Over time, increases in life expectancy, health care costs, inflation, and operating expenses made it impossible to maintain the home. In 1981, no more residents were admitted, and in 1982, the Milton Home was sold. The trust continued to support those still residing at the home at the time of sale until the last such resident passed away in 2000. In 2001, half of the funds were moved from Wells Fargo to the Community Foundation. Wells Fargo maintains a similar fund (sister fund) to support senior housing. The Milton Fund at the Community Foundation began to distribute in 2004.

Through proactive grantmaking, the Foundation has been able to utilize half of the fund to take on large issues such as home modifications and nursing homes, while it retains the other half for responsive grantmaking.

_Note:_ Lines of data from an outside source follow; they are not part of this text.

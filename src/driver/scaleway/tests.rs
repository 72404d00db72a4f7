//! Unit tests for the Scaleway connector.

use std::cell::Cell;
use std::collections::HashMap;
use std::rc::Rc;

use rstest::{fixture, rstest};
use scaleway_rs::ScalewayImage;

use super::image::ImageQuery;
use super::servers::{AddressRecord, ServerRecord, node_state};
use super::*;
use crate::test_support::StubGateway;

const SERVER_JSON: &str = r#"{"server":{"id":"srv-1","name":"cloud-agent-1","state":"running","allowed_actions":["poweroff","terminate"],"public_ip":null,"public_ips":[{"address":"2001:db8::1","family":"inet6"},{"address":"51.15.0.10","family":"inet"}],"private_ip":"10.1.0.7"}}"#;

#[fixture]
fn config() -> ScalewayConfig {
    ScalewayConfig {
        access_key: None,
        secret_key: String::from("secret"),
        default_organization_id: None,
        default_project_id: String::from("project"),
        default_zone: String::from("fr-par-1"),
        default_architecture: String::from("x86_64"),
    }
}

fn image(id: &str, arch: &str, state: &str, creation_date: &str) -> ScalewayImage {
    ScalewayImage {
        id: id.to_owned(),
        name: String::new(),
        arch: arch.to_owned(),
        creation_date: creation_date.to_owned(),
        modification_date: String::new(),
        from_server: None,
        organization: String::new(),
        public: true,
        state: state.to_owned(),
        project: String::new(),
        tags: vec![],
        zone: String::new(),
        root_volume: scaleway_rs::ScalewayImageRootVolume {
            id: String::new(),
            name: String::new(),
            size: 0,
            volume_type: String::new(),
        },
        default_bootscript: None,
        extra_volumes: scaleway_rs::ScalewayImageExtraVolumes {
            volumes: HashMap::new(),
        },
    }
}

fn query() -> ImageQuery<'static> {
    ImageQuery {
        label: "ubuntu_noble",
        zone: "fr-par-1",
        arch: "x86_64",
    }
}

fn request(location: Option<&str>) -> NodeRequest {
    NodeRequest {
        name: String::from("cloud-agent-1"),
        image: String::from("ubuntu_noble"),
        hardware: String::from("DEV1-S"),
        location: location.map(str::to_owned),
        group: String::from("cloud-agent-"),
    }
}

#[rstest]
fn new_rejects_blank_secret(mut config: ScalewayConfig) {
    config.secret_key = String::from(" ");

    let Err(err) = ScalewayCompute::new(config) else {
        panic!("blank secret should be rejected");
    };

    assert!(
        matches!(err, DriverError::Config(ref message) if message.contains("SCW_SECRET_KEY")),
        "unexpected error: {err}"
    );
}

#[rstest]
#[case("running", NodeState::Running)]
#[case("starting", NodeState::Pending)]
#[case("stopped", NodeState::Stopped)]
#[case("stopped in place", NodeState::Stopped)]
#[case("stopping", NodeState::Stopped)]
#[case("locked", NodeState::Error)]
#[case("hibernating", NodeState::Unknown)]
fn server_states_map_to_node_states(#[case] state: &str, #[case] expected: NodeState) {
    assert_eq!(node_state(state), expected);
}

#[rstest]
fn summary_prefers_legacy_public_ip() {
    let server = ServerRecord {
        id: String::from("srv-1"),
        name: String::from("n"),
        state: String::from("starting"),
        allowed_actions: Vec::new(),
        public_ip: Some(AddressRecord {
            address: String::from("51.15.0.1"),
            family: None,
        }),
        public_ips: vec![AddressRecord {
            address: String::from("51.15.0.2"),
            family: Some(String::from("inet")),
        }],
        private_ip: None,
    };

    let summary = server.summary("nl-ams-1");

    assert_eq!(summary.public_ip.as_deref(), Some("51.15.0.1"));
    assert_eq!(summary.state, NodeState::Pending);
    assert_eq!(summary.location.as_deref(), Some("nl-ams-1"));
}

#[rstest]
fn select_image_id_returns_newest() {
    let images = vec![
        image("older", "x86_64", "available", "2025-01-01T00:00:00Z"),
        image("newest", "x86_64", "available", "2025-02-01T00:00:00Z"),
    ];

    let id = ScalewayCompute::select_image_id(images, &query()).expect("image selected");

    assert_eq!(id, "newest");
}

#[rstest]
fn select_image_id_reports_missing_label() {
    let err = ScalewayCompute::select_image_id(Vec::new(), &query()).expect_err("no candidates");

    assert_eq!(
        err,
        ScalewayBackendError::ImageNotFound {
            label: String::from("ubuntu_noble"),
            arch: String::from("x86_64"),
            zone: String::from("fr-par-1"),
        }
    );
}

#[rstest]
fn filter_images_keeps_available_matching_arch() {
    let images = vec![
        image("arm", "arm64", "available", "2025-01-01T00:00:00Z"),
        image("creating", "x86_64", "creating", "2025-01-01T00:00:00Z"),
        image("ok", "x86_64", "available", "2025-01-01T00:00:00Z"),
    ];

    let kept = ScalewayCompute::filter_images(images, "x86_64");

    let ids: Vec<&str> = kept.iter().map(|image| image.id.as_str()).collect();
    assert_eq!(ids, vec!["ok"]);
}

#[rstest]
#[tokio::test]
async fn project_images_win_over_public_ones() {
    let public_called = Rc::new(Cell::new(false));
    let flag = Rc::clone(&public_called);

    let id = ScalewayCompute::resolve_image_id_with(
        &query(),
        || async { Ok(vec![image("project", "x86_64", "available", "2025-01-01")]) },
        move || {
            flag.set(true);
            async { Ok(vec![image("public", "x86_64", "available", "2025-03-01")]) }
        },
    )
    .await
    .expect("image resolves");

    assert_eq!(id, "project");
    assert!(!public_called.get());
}

#[rstest]
#[tokio::test]
async fn empty_project_listing_falls_back_to_public() {
    let id = ScalewayCompute::resolve_image_id_with(
        &query(),
        || async { Ok(Vec::new()) },
        || async { Ok(vec![image("public", "x86_64", "available", "2025-03-01")]) },
    )
    .await
    .expect("image resolves");

    assert_eq!(id, "public");
}

#[rstest]
#[tokio::test]
async fn image_ids_are_used_verbatim(config: ScalewayConfig) {
    let compute = ScalewayCompute::new(config).expect("valid config");
    let label = "5f7c2c9e-8d5e-4c8a-9c43-2f0f5c1e9a11";

    let id = compute
        .resolve_image_id(&ImageQuery {
            label,
            zone: "fr-par-1",
            arch: "x86_64",
        })
        .await
        .expect("uuid accepted");

    assert_eq!(id, label);
}

#[rstest]
#[tokio::test]
async fn get_node_reads_server_and_addresses(config: ScalewayConfig) {
    let gateway = StubGateway::start(vec![(200, SERVER_JSON)])
        .await
        .expect("stub gateway starts");
    let compute = ScalewayCompute::new(config)
        .expect("valid config")
        .with_api_base(gateway.url());

    let node = compute
        .get_node("srv-1")
        .await
        .expect("lookup succeeds")
        .expect("server exists");

    assert_eq!(node.state, NodeState::Running);
    assert_eq!(node.public_ip.as_deref(), Some("51.15.0.10"));
    assert_eq!(node.private_ip.as_deref(), Some("10.1.0.7"));
    assert_eq!(
        gateway.request_line(0),
        "GET /zones/fr-par-1/servers/srv-1 HTTP/1.1"
    );
    let request = gateway.requests().first().cloned().unwrap_or_default();
    assert!(request.to_ascii_lowercase().contains("x-auth-token: secret"));
}

#[rstest]
#[tokio::test]
async fn get_node_maps_404_to_none(config: ScalewayConfig) {
    let gateway = StubGateway::start(vec![(404, r#"{"type":"unknown_resource"}"#)])
        .await
        .expect("stub gateway starts");
    let compute = ScalewayCompute::new(config)
        .expect("valid config")
        .with_api_base(gateway.url());

    assert_eq!(compute.get_node("gone").await, Ok(None));
}

#[rstest]
#[tokio::test]
async fn list_nodes_covers_every_registered_zone(config: ScalewayConfig) {
    let page = r#"{"servers":[{"id":"a","name":"cloud-agent-1","state":"running"}]}"#;
    let gateway = StubGateway::start(vec![(200, page), (200, page)])
        .await
        .expect("stub gateway starts");
    let compute = ScalewayCompute::new(config)
        .expect("valid config")
        .with_api_base(gateway.url());
    compute.register_location("nl-ams-1");

    let nodes = compute.list_nodes().await.expect("listing succeeds");

    assert_eq!(nodes.len(), 2);
    let locations: Vec<Option<String>> = nodes.into_iter().map(|node| node.location).collect();
    assert_eq!(
        locations,
        vec![Some(String::from("fr-par-1")), Some(String::from("nl-ams-1"))]
    );
    assert_eq!(
        gateway.request_line(0),
        "GET /zones/fr-par-1/servers?tags=stratus&per_page=100&page=1 HTTP/1.1"
    );
    assert!(gateway.request_line(1).starts_with("GET /zones/nl-ams-1/servers?"));
}

#[rstest]
#[tokio::test]
async fn create_server_tags_the_group(config: ScalewayConfig) {
    let created = r#"{"server":{"id":"srv-9","name":"cloud-agent-1","state":"stopped","allowed_actions":["poweron"]}}"#;
    let gateway = StubGateway::start(vec![(201, created)])
        .await
        .expect("stub gateway starts");
    let compute = ScalewayCompute::new(config)
        .expect("valid config")
        .with_api_base(gateway.url());

    let server = compute
        .create_server(&request(Some("nl-ams-1")), "nl-ams-1", "img-1")
        .await
        .expect("creation succeeds");

    assert_eq!(server.id, "srv-9");
    assert!(server.allows("poweron"));
    let text = gateway.requests().first().cloned().unwrap_or_default();
    assert!(text.starts_with("POST /zones/nl-ams-1/servers HTTP/1.1"));
    assert!(text.contains(r#""tags":["stratus","cloud-agent-"]"#), "body: {text}");
    assert!(text.contains(r#""commercial_type":"DEV1-S""#));
    assert!(text.contains(r#""project":"project""#));
    assert!(!text.contains("organization"));
}

#[rstest]
#[tokio::test]
async fn unknown_commercial_type_is_reported(config: ScalewayConfig) {
    let gateway = StubGateway::start(vec![(
        400,
        r#"{"type":"invalid_arguments","message":"Validation Error","resource":"commercial_type"}"#,
    )])
    .await
    .expect("stub gateway starts");
    let compute = ScalewayCompute::new(config)
        .expect("valid config")
        .with_api_base(gateway.url());

    let err = compute
        .create_server(&request(None), "fr-par-1", "img-1")
        .await
        .expect_err("type rejected");

    assert_eq!(
        err,
        ScalewayBackendError::InstanceTypeUnavailable {
            instance_type: String::from("DEV1-S"),
            zone: String::from("fr-par-1"),
        }
    );
}

#[rstest]
#[tokio::test]
async fn security_group_wording_survives_conversion(config: ScalewayConfig) {
    let gateway = StubGateway::start(vec![(
        404,
        r#"{"type":"unknown_resource","message":"The security group sg-1 does not exist"}"#,
    )])
    .await
    .expect("stub gateway starts");
    let compute = ScalewayCompute::new(config)
        .expect("valid config")
        .with_api_base(gateway.url());

    let err = compute
        .create_server(&request(None), "fr-par-1", "img-1")
        .await
        .expect_err("group missing");

    let converted = ComputeError::from(err);
    assert!(converted.is_security_group_not_ready());
}

#[rstest]
fn config_errors_stay_config_errors() {
    let err = DriverError::from(ScalewayBackendError::Config(String::from("missing key")));
    assert_eq!(err, DriverError::Config(String::from("missing key")));

    let wrapped = DriverError::from(ScalewayBackendError::NotFound {
        instance_id: String::from("srv-1"),
    });
    assert_eq!(
        wrapped,
        DriverError::Compute(ComputeError::NotFound {
            id: String::from("srv-1")
        })
    );
}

“We have some ideas on potential independent living [options], a model prototype home or even a Green House,” says Chris Nanni, Vice President, Program. “We’ll do different things depending on what we see the need in the community is.”

In 2004, the Foundation conducted a needs-assessment using the AdvantAge Initiative survey to help identify areas most in need of financial assistance. They found significant deficiencies around home modification of older adult housing, most notably in the African-American community.

In 2009, the Foundation provided matching funds for a grant from the Weinberg Caregiver Initiative (Harry and Jeanette Weinberg Foundation), a three-year program that awarded grants totaling $8.1 million with matching requirements totaling an additional $3.3 million to 14 nonprofits in nine states. The grant supports innovative and evidence-based community projects that help family and friends care for chronically ill or disabled low and moderate income older adults. The Community Foundation contributed $400,000 to a $1.2 million senior housing grant to a local Area Agency on Aging (AAA). Although the Weinberg grant concluded in the summer of 2012, the Community Foundation has continued to sustain the AAA initiative with a further $1 million endowment. Half of the reserves came from the senior fund and the other half from a sister fund at Wells Fargo.

Over the last year and half, the Foundation has additionally been conducting a nursing home initiative, which consists of two phases. In phase one, two consultants from B&F Consulting, based in New England, worked with the administrator and director of nursing of each participating home for nine half-day professional development workshops. They also went on site visits. During each of their three-day stays, the consultants would also take time to assist individual nursing homes in addressing issues that ranged from crisis management to strategic planning.

Phase two of the Initiative produced a curriculum, called Nurses as Leaders, based on the consultants’ experiences. Much of the idea for the curriculum stemmed from dialogues with Directors of Nursing (DONs), which revealed that, while the DONs may have the necessary technical skills to run a nursing home, they had never been taught the necessary administrative skills. The consultants reviewed several national programs before developing a 20-hour curriculum for the DONs, co-owned with the Foundation, which offers two-hour sessions over 10 weeks at the local community college. The first session began in October of 2012. The Foundation currently offers the course twice a year and shares the cost equally with the nursing homes in order to get as many nurses through the program as possible.

The final facet of phase two began in August 2012. A local AAA began holding quarterly meetings for administrators to identify areas in which they needed training. They then received Continuing Education Units (CEU’s) to begin half-day training sessions. Unique to these learning opportunities is the chance to convene and listen for what is important and essential for success.

The Foundation is also piloting a Nurses as Mentors initiative, modeled on a similar Robert Wood Johnson grant on the East Coast. The initiative includes six different eight-week courses for certified nursing assistants (CNA’s), each of which will undergo evaluation in a separate homes.

Among the Foundation’s next efforts is implementation of Care X, a new software package, developed in partnership with the University of Notre Dame, which manages shift changes. Two nursing homes will test pilot the program to assess the impact of the software.

The Foundation began working with GIA when Nanni attended his first conference. “I came seeking out assistance because we had a new fund,” he says, “and I wanted to connect with experts in the field. So I went to one of the conferences and was really impressed with the quality. I asked to be part of the mentoring program and was linked with a couple of mentors. I was with one of them for a couple of years. That was really helpful, to have someone to bounce ideas off of. GIA has been great to work with.”